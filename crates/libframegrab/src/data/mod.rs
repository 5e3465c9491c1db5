//! Module for all data types and path conventions

pub mod layout;
pub mod run_mode;
pub mod sample_rate;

▶ [What you need to do]: Copy the records above exactly as written.

▶ [Final answer]:
filename crates/libframegrab/src/data/mod.rs
repository 5e3465c9491c1db5
//! Module for all data types and path conventions

pub mod layout;
pub mod run_mode;
pub mod sample_rate;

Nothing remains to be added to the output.